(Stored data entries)
_ _ _ _

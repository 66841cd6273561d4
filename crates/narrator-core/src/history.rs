//! Recently read documents with their last reading position.
//!
//! The list is stored as one JSON array under [`HISTORY_STORAGE_KEY`] in a
//! key-value store. History is best-effort: storage failures are logged and
//! reported as empty lists or `false`, never propagated into playback.

use crate::document::{ReaderError, ReaderResult};
use serde::{Deserialize, Serialize};
use sha2::{Digest, Sha256};
use std::collections::HashMap;
use std::fs;
use std::path::PathBuf;
use std::time::{SystemTime, UNIX_EPOCH};
use tracing::{debug, info, warn};
use ts_rs::TS;

pub const HISTORY_STORAGE_KEY: &str = "pdf_reader_history";
pub const DEFAULT_HISTORY_CAPACITY: usize = 20;

#[derive(Debug, Clone, PartialEq, Serialize, Deserialize, TS)]
#[ts(export)]
pub struct ReadingProgress {
    pub last_index: usize,
    pub total_sentences: usize,
    pub percent_complete: f64,
}

#[derive(Debug, Clone, PartialEq, Serialize, Deserialize, TS)]
#[ts(export)]
pub struct HistoryEntry {
    /// Millisecond timestamp of the write that created this entry.
    #[serde(default)]
    pub id: u64,
    pub name: String,
    pub size_bytes: u64,
    /// Unix milliseconds.
    pub last_played_timestamp: u64,
    pub progress: ReadingProgress,
}

impl HistoryEntry {
    pub fn new(name: impl Into<String>, size_bytes: u64, progress: ReadingProgress) -> Self {
        let now = now_unix_millis();
        Self {
            id: now,
            name: name.into(),
            size_bytes,
            last_played_timestamp: now,
            progress,
        }
    }

    pub fn formatted_size(&self) -> String {
        format_file_size(self.size_bytes)
    }
}

pub(crate) fn now_unix_millis() -> u64 {
    SystemTime::now()
        .duration_since(UNIX_EPOCH)
        .map(|d| d.as_millis() as u64)
        .unwrap_or(0)
}

/// Human-readable size in 1024-based units with at most two decimals.
pub fn format_file_size(bytes: u64) -> String {
    const UNITS: [&str; 4] = ["Bytes", "KB", "MB", "GB"];
    if bytes == 0 {
        return "0 Bytes".to_string();
    }
    let mut value = bytes as f64;
    let mut unit = 0;
    while value >= 1024.0 && unit + 1 < UNITS.len() {
        value /= 1024.0;
        unit += 1;
    }
    let rounded = format!("{value:.2}");
    let trimmed = rounded.trim_end_matches('0').trim_end_matches('.');
    format!("{trimmed} {}", UNITS[unit])
}

/// Minimal string key-value storage, the shape of browser local storage.
pub trait KeyValueStore {
    fn get(&self, key: &str) -> ReaderResult<Option<String>>;
    fn set(&mut self, key: &str, value: &str) -> ReaderResult<()>;
    fn remove(&mut self, key: &str) -> ReaderResult<()>;
}

#[derive(Debug, Clone, Default)]
pub struct MemoryStore {
    values: HashMap<String, String>,
}

impl MemoryStore {
    pub fn new() -> Self {
        Self::default()
    }
}

impl KeyValueStore for MemoryStore {
    fn get(&self, key: &str) -> ReaderResult<Option<String>> {
        Ok(self.values.get(key).cloned())
    }

    fn set(&mut self, key: &str, value: &str) -> ReaderResult<()> {
        self.values.insert(key.to_string(), value.to_string());
        Ok(())
    }

    fn remove(&mut self, key: &str) -> ReaderResult<()> {
        self.values.remove(key);
        Ok(())
    }
}

/// One file per key under `root`, named by the SHA-256 of the key.
#[derive(Debug, Clone)]
pub struct FileStore {
    root: PathBuf,
}

impl FileStore {
    pub fn new(root: impl Into<PathBuf>) -> Self {
        Self { root: root.into() }
    }

    fn key_path(&self, key: &str) -> PathBuf {
        let mut hasher = Sha256::new();
        hasher.update(key.as_bytes());
        self.root.join(format!("{:x}.json", hasher.finalize()))
    }
}

impl KeyValueStore for FileStore {
    fn get(&self, key: &str) -> ReaderResult<Option<String>> {
        match fs::read_to_string(self.key_path(key)) {
            Ok(data) => Ok(Some(data)),
            Err(err) if err.kind() == std::io::ErrorKind::NotFound => Ok(None),
            Err(err) => Err(err.into()),
        }
    }

    fn set(&mut self, key: &str, value: &str) -> ReaderResult<()> {
        fs::create_dir_all(&self.root)?;
        fs::write(self.key_path(key), value)?;
        Ok(())
    }

    fn remove(&mut self, key: &str) -> ReaderResult<()> {
        match fs::remove_file(self.key_path(key)) {
            Ok(()) => Ok(()),
            Err(err) if err.kind() == std::io::ErrorKind::NotFound => Ok(()),
            Err(err) => Err(err.into()),
        }
    }
}

/// Newest-first history list, unique by document name.
pub struct HistoryStore {
    store: Box<dyn KeyValueStore>,
    capacity: usize,
}

impl HistoryStore {
    pub fn new(store: Box<dyn KeyValueStore>, capacity: usize) -> Self {
        Self {
            store,
            capacity: capacity.max(1),
        }
    }

    pub fn in_memory() -> Self {
        Self::new(Box::new(MemoryStore::new()), DEFAULT_HISTORY_CAPACITY)
    }

    fn read(&self) -> ReaderResult<Vec<HistoryEntry>> {
        match self.store.get(HISTORY_STORAGE_KEY)? {
            Some(raw) => Ok(serde_json::from_str(&raw)?),
            None => Ok(Vec::new()),
        }
    }

    fn write(&mut self, entries: &[HistoryEntry]) -> ReaderResult<()> {
        let raw = serde_json::to_string(entries)?;
        self.store.set(HISTORY_STORAGE_KEY, &raw)
    }

    pub fn list(&self) -> Vec<HistoryEntry> {
        match self.read() {
            Ok(entries) => entries,
            Err(err) => {
                warn!("Failed to read reading history: {err}");
                Vec::new()
            }
        }
    }

    /// Insert at the front, replacing any entry with the same name.
    pub fn upsert(&mut self, entry: HistoryEntry) -> bool {
        let mut entries = self.list();
        entries.retain(|existing| existing.name != entry.name);
        debug!(
            name = %entry.name,
            last_index = entry.progress.last_index,
            "Recording reading history"
        );
        entries.insert(0, entry);
        entries.truncate(self.capacity);
        match self.write(&entries) {
            Ok(()) => true,
            Err(err) => {
                warn!("Failed to save reading history: {err}");
                false
            }
        }
    }

    pub fn delete_at(&mut self, index: usize) -> ReaderResult<HistoryEntry> {
        let mut entries = self.list();
        if index >= entries.len() {
            return Err(ReaderError::InvalidHistoryIndex {
                index,
                len: entries.len(),
            });
        }
        let removed = entries.remove(index);
        if let Err(err) = self.write(&entries) {
            warn!(index, "Failed to delete history entry: {err}");
            return Err(err);
        }
        info!(name = %removed.name, "Deleted history entry");
        Ok(removed)
    }

    pub fn clear(&mut self) -> bool {
        match self.store.remove(HISTORY_STORAGE_KEY) {
            Ok(()) => {
                info!("Cleared reading history");
                true
            }
            Err(err) => {
                warn!("Failed to clear reading history: {err}");
                false
            }
        }
    }
}

#[cfg(test)]
mod tests {
    use super::*;

    struct BrokenStore;

    impl KeyValueStore for BrokenStore {
        fn get(&self, _key: &str) -> ReaderResult<Option<String>> {
            Err(ReaderError::Storage("storage disabled".to_string()))
        }

        fn set(&mut self, _key: &str, _value: &str) -> ReaderResult<()> {
            Err(ReaderError::Storage("quota exceeded".to_string()))
        }

        fn remove(&mut self, _key: &str) -> ReaderResult<()> {
            Err(ReaderError::Storage("storage disabled".to_string()))
        }
    }

    fn entry(name: &str, last_index: usize) -> HistoryEntry {
        HistoryEntry::new(
            name,
            1024,
            ReadingProgress {
                last_index,
                total_sentences: 10,
                percent_complete: (last_index + 1) as f64 * 10.0,
            },
        )
    }

    #[test]
    fn upsert_replaces_existing_name_at_front() {
        let mut history = HistoryStore::in_memory();
        assert!(history.upsert(entry("a.pdf", 0)));
        assert!(history.upsert(entry("b.pdf", 0)));
        assert!(history.upsert(entry("a.pdf", 7)));
        let entries = history.list();
        assert_eq!(entries.len(), 2);
        assert_eq!(entries[0].name, "a.pdf");
        assert_eq!(entries[0].progress.last_index, 7);
        assert_eq!(entries[1].name, "b.pdf");
    }

    #[test]
    fn list_is_capped() {
        let mut history = HistoryStore::in_memory();
        for idx in 0..30 {
            history.upsert(entry(&format!("doc-{idx}.pdf"), idx));
            assert!(history.list().len() <= DEFAULT_HISTORY_CAPACITY);
        }
        let entries = history.list();
        assert_eq!(entries.len(), DEFAULT_HISTORY_CAPACITY);
        assert_eq!(entries[0].name, "doc-29.pdf");
    }

    #[test]
    fn delete_and_clear() {
        let mut history = HistoryStore::in_memory();
        history.upsert(entry("a.pdf", 0));
        history.upsert(entry("b.pdf", 0));
        let removed = history.delete_at(1).expect("delete");
        assert_eq!(removed.name, "a.pdf");
        assert!(matches!(
            history.delete_at(5),
            Err(ReaderError::InvalidHistoryIndex { index: 5, len: 1 })
        ));
        assert!(history.clear());
        assert!(history.list().is_empty());
    }

    #[test]
    fn storage_failures_are_swallowed() {
        let mut history = HistoryStore::new(Box::new(BrokenStore), DEFAULT_HISTORY_CAPACITY);
        assert!(history.list().is_empty());
        assert!(!history.upsert(entry("a.pdf", 0)));
        assert!(!history.clear());
    }

    #[test]
    fn corrupt_history_reads_as_empty() {
        let mut store = MemoryStore::new();
        store
            .set(HISTORY_STORAGE_KEY, "{not json")
            .expect("memory store accepts writes");
        let history = HistoryStore::new(Box::new(store), DEFAULT_HISTORY_CAPACITY);
        assert!(history.list().is_empty());
    }

    #[test]
    fn file_store_round_trips_history() {
        let nonce = SystemTime::now()
            .duration_since(UNIX_EPOCH)
            .expect("system time should be after epoch")
            .as_nanos();
        let root = std::env::temp_dir().join(format!("pdf-narrator-history-{nonce}"));

        let mut history = HistoryStore::new(Box::new(FileStore::new(&root)), 5);
        assert!(history.list().is_empty());
        assert!(history.upsert(entry("report.pdf", 3)));

        let reopened = HistoryStore::new(Box::new(FileStore::new(&root)), 5);
        assert_eq!(reopened.list()[0].name, "report.pdf");
        let _ = fs::remove_dir_all(&root);
    }

    #[test]
    fn formats_sizes_like_a_file_browser() {
        assert_eq!(format_file_size(0), "0 Bytes");
        assert_eq!(format_file_size(512), "512 Bytes");
        assert_eq!(format_file_size(1536), "1.5 KB");
        assert_eq!(format_file_size(1_048_576), "1 MB");
        assert_eq!(format_file_size(2_621_440), "2.5 MB");
    }
}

_ _ _ _

== Work required ==
Extract every line above that contains the word "struct".

== Exercise output ==
pub struct ReadingProgress {
pub struct HistoryEntry {
pub struct MemoryStore {
pub struct FileStore {
pub struct HistoryStore {
    struct BrokenStore;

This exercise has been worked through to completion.